Some important changes are happening, which means you will need to start paying for the amount of Generative AI you use with GitHub Copilot. This will finally make the end-user think about the monetary cost of executing a request with a Large Language Model, so they realize this stuff is not running for free. In that sense we have been spoiled, so it is time to take up some ownership here for the end-users. This post will give you an overview of what you need to expect and how you can protect yourself from overspending.

What is Premium Requests for GitHub Copilot ?

Tomorrow the 18th is the date GitHub Copilot Premium Requests will be enforced (see the docs here).

Screenshot of the different multipliers per model

This post gives you an overview to know what you need to expect. Copilot Premium Requests are any request that is made to any model that is not the default (currently GPT-4o and GPT-4.1). Some features against a model will cost 1 Premium Request, some will cost more then 1 Premium Request (using GPT-4.5 will be x50!) and some are less expensive (Gemini 2.0 Flash is the cheapest at 0.25x).

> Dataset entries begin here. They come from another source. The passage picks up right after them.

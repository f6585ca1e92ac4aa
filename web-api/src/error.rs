use axum::http::StatusCode;
use axum::response::{IntoResponse, Response};
use axum::Json;
use serde_json::json;

use capture_supervisor::ControlError;

/// Route-level failures, mapped onto conventional status codes
#[derive(Debug)]
pub enum ApiError {
    BadRequest(String),
    PathRejected,
    NotFound(String),
    Busy(String),
    Internal(String),
}

impl From<ControlError> for ApiError {
    fn from(e: ControlError) -> Self {
        match &e {
            ControlError::Busy => ApiError::Busy(e.to_string()),
            ControlError::NotFound(id) => ApiError::NotFound(format!("unknown source: {}", id)),
            ControlError::LaunchFailed { .. } | ControlError::Unavailable => {
                ApiError::Internal(e.to_string())
            }
        }
    }
}

impl IntoResponse for ApiError {
    fn into_response(self) -> Response {
        let (status, message) = match &self {
            ApiError::BadRequest(msg) => (StatusCode::BAD_REQUEST, msg.clone()),
            ApiError::PathRejected => {
                (StatusCode::BAD_REQUEST, "invalid file path".to_string())
            }
            ApiError::NotFound(msg) => (StatusCode::NOT_FOUND, msg.clone()),
            ApiError::Busy(msg) => (StatusCode::CONFLICT, msg.clone()),
            ApiError::Internal(msg) => (StatusCode::INTERNAL_SERVER_ERROR, msg.clone()),
        };

        tracing::warn!("api error: {}", message);

        (status, Json(json!({ "ok": false, "error": message }))).into_response()
    }
}
#[cfg(test)]
mod tests {
    use super::*;

    fn setup() -> (tempfile::TempDir, PathBuf) {
        let base = tempfile::tempdir().unwrap();
        let cam = base.path().join("cam1");
        std::fs::create_dir(&cam).unwrap();
        (base, cam)
    }

    fn seg(cam: &Path) -> PathBuf {
        cam.join("cam1_20230101_000000.mp4")
    }

    #[test]
    fn test_marker_roundtrip() {
        let (_base, cam) = setup();
        let path = cam.join("cam1_20230101_000000.mp4.transcoded");
        let marker = TranscodeMarker {
            transcoded_at: Utc::now(),
            original_size: 1000,
            new_size: 400,
            savings_bytes: 600,
            original_file: cam.join("cam1_20230101_000000.mp4.original"),
            delete_after: Utc::now() + ChronoDuration::days(1),
        };

        write_marker(&path, &marker).unwrap();
        let read = read_marker(&path).unwrap();
        assert_eq!(read, marker);
        assert!(read.delete_after > read.transcoded_at);
    }

    #[test]
    fn test_swap_in() {
        let (base, cam) = setup();
        let p = seg(&cam);
        std::fs::write(&p, vec![0u8; 1000]).unwrap();
        std::fs::write(transcoding_path(&p), vec![0u8; 400]).unwrap();

        let marker = swap_in(&p, ChronoDuration::days(1), Utc::now()).unwrap();

        assert_eq!(std::fs::metadata(&p).unwrap().len(), 400);
        assert_eq!(
            std::fs::metadata(original_path(&p)).unwrap().len(),
            1000
        );
        assert!(marker_path(&p).exists());
        assert!(!transcoding_path(&p).exists());
        assert_eq!(marker.savings_bytes, 600);

        // Consistent state: reconcile is a no-op
        let report = reconcile(base.path(), ChronoDuration::days(1)).unwrap();
        assert_eq!(report, ReconcileReport::default());
    }

    #[test]
    fn test_swap_with_zero_keep_still_orders_timestamps() {
        let (_base, cam) = setup();
        let p = seg(&cam);
        std::fs::write(&p, vec![0u8; 1000]).unwrap();
        std::fs::write(transcoding_path(&p), vec![0u8; 400]).unwrap();

        let marker = swap_in(&p, ChronoDuration::zero(), Utc::now()).unwrap();
        assert!(marker.delete_after > marker.transcoded_at);
    }

    #[test]
    fn test_reconcile_deletes_stale_temp() {
        let (base, cam) = setup();
        let p = seg(&cam);
        std::fs::write(&p, vec![0u8; 1000]).unwrap();
        std::fs::write(transcoding_path(&p), vec![0u8; 100]).unwrap();

        let report = reconcile(base.path(), ChronoDuration::days(1)).unwrap();
        assert_eq!(report.temps_deleted, 1);
        assert!(p.exists());
        assert!(!transcoding_path(&p).exists());

        // Second run changes nothing
        let report = reconcile(base.path(), ChronoDuration::days(1)).unwrap();
        assert_eq!(report, ReconcileReport::default());
    }

    #[test]
    fn test_reconcile_rolls_back_interrupted_swap() {
        let (base, cam) = setup();
        let p = seg(&cam);
        // Crash between rename 1 and rename 2
        std::fs::write(original_path(&p), vec![0u8; 1000]).unwrap();
        std::fs::write(transcoding_path(&p), vec![0u8; 400]).unwrap();

        let report = reconcile(base.path(), ChronoDuration::days(1)).unwrap();
        assert_eq!(report.swaps_rolled_back, 1);
        assert_eq!(std::fs::metadata(&p).unwrap().len(), 1000);
        assert!(!original_path(&p).exists());
        assert!(!transcoding_path(&p).exists());
    }

    #[test]
    fn test_reconcile_synthesizes_missing_marker() {
        let (base, cam) = setup();
        let p = seg(&cam);
        // Crash between rename 2 and the marker write
        std::fs::write(&p, vec![0u8; 400]).unwrap();
        std::fs::write(original_path(&p), vec![0u8; 1000]).unwrap();

        let report = reconcile(base.path(), ChronoDuration::days(2)).unwrap();
        assert_eq!(report.markers_synthesized, 1);

        let marker = read_marker(&marker_path(&p)).unwrap();
        assert_eq!(marker.original_size, 1000);
        assert_eq!(marker.new_size, 400);
        assert!(marker.delete_after > marker.transcoded_at);
    }

    #[test]
    fn test_reconcile_removes_orphan_marker() {
        let (base, cam) = setup();
        let p = seg(&cam);
        std::fs::write(&p, vec![0u8; 400]).unwrap();
        write_marker(
            &marker_path(&p),
            &TranscodeMarker {
                transcoded_at: Utc::now(),
                original_size: 1000,
                new_size: 400,
                savings_bytes: 600,
                original_file: original_path(&p),
                delete_after: Utc::now(),
            },
        )
        .unwrap();

        let report = reconcile(base.path(), ChronoDuration::days(1)).unwrap();
        assert_eq!(report.orphan_markers_deleted, 1);
        assert!(!marker_path(&p).exists());
        assert!(p.exists());
    }

    #[test]
    fn test_sweep_deletes_expired_originals() {
        let (base, cam) = setup();
        let p = seg(&cam);
        std::fs::write(&p, vec![0u8; 400]).unwrap();
        std::fs::write(original_path(&p), vec![0u8; 1000]).unwrap();
        write_marker(
            &marker_path(&p),
            &TranscodeMarker {
                transcoded_at: Utc::now() - ChronoDuration::hours(2),
                original_size: 1000,
                new_size: 400,
                savings_bytes: 600,
                original_file: original_path(&p),
                delete_after: Utc::now() - ChronoDuration::hours(1),
            },
        )
        .unwrap();

        let outcome = deferred_delete_sweep(base.path(), 100, Utc::now()).unwrap();
        assert_eq!(outcome.originals_deleted, 1);
        assert_eq!(outcome.bytes_freed, 1000);
        assert!(!original_path(&p).exists());
        assert!(!marker_path(&p).exists());
        assert!(p.exists());

        // Idempotent with no clock advance
        let outcome = deferred_delete_sweep(base.path(), 100, Utc::now()).unwrap();
        assert_eq!(outcome.originals_deleted, 0);
    }

    #[test]
    fn test_sweep_respects_keep_window() {
        let (base, cam) = setup();
        let p = seg(&cam);
        std::fs::write(&p, vec![0u8; 400]).unwrap();
        std::fs::write(original_path(&p), vec![0u8; 1000]).unwrap();
        write_marker(
            &marker_path(&p),
            &TranscodeMarker {
                transcoded_at: Utc::now(),
                original_size: 1000,
                new_size: 400,
                savings_bytes: 600,
                original_file: original_path(&p),
                delete_after: Utc::now() + ChronoDuration::days(1),
            },
        )
        .unwrap();

        let outcome = deferred_delete_sweep(base.path(), 100, Utc::now()).unwrap();
        assert_eq!(outcome.originals_deleted, 0);
        assert!(original_path(&p).exists());
    }
}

I previously recorded a video on Premium Requests as well, find it here if you prefer to learn things that way:

What is a premium request

Here is an overview of the main features that will consume a premium request:

Chatting with a non default model: 1 premium request per ‘turn’ (every question and answer is a turn)
Every step in the Coding Agent: 1 premium request. The agent can decide to make multiple steps, and will thus consume a premium request for each step. Note: I hope that the agent will also come with a “max requests” setting, so that you can limit the amount of requests it can make in a single conversation and prevent it from overspending.
Requesting a Code Review in a Pull Request: 1 premium request
Agent Mode in an editor: 1 premium request per user initiated request
Copilot Coding Agent: can use multiple premium requests where it sees fit
From the docs here, Copilot Spaces and Extensions also consume premium requests, but it is not clear how many requests they consume or for what. I can imagine that a Chat Turn against a Copilot Space will consume a premium request each time, and same for Copilot Extensions. For the latter it is also not clear if that is for both local extensions (like the @Azure extension that runs locally inside of VS Code), or also for the remote extensions that are installed as GitHub Apps in your organization.

Free plan

If you are on a Free plan, even the base model will consume a premium request if you are using the Chat feature.

Paid plans

If you are on a paid plan, then you will get a certain amount of premium requests per month. If you go over this amount, you will be charged for the extra requests at $0.04 per premium request. If that request is against a 50x model, then you will be charged $2.00 for that single request! To view the full overview of the different multipliers, see the documentation.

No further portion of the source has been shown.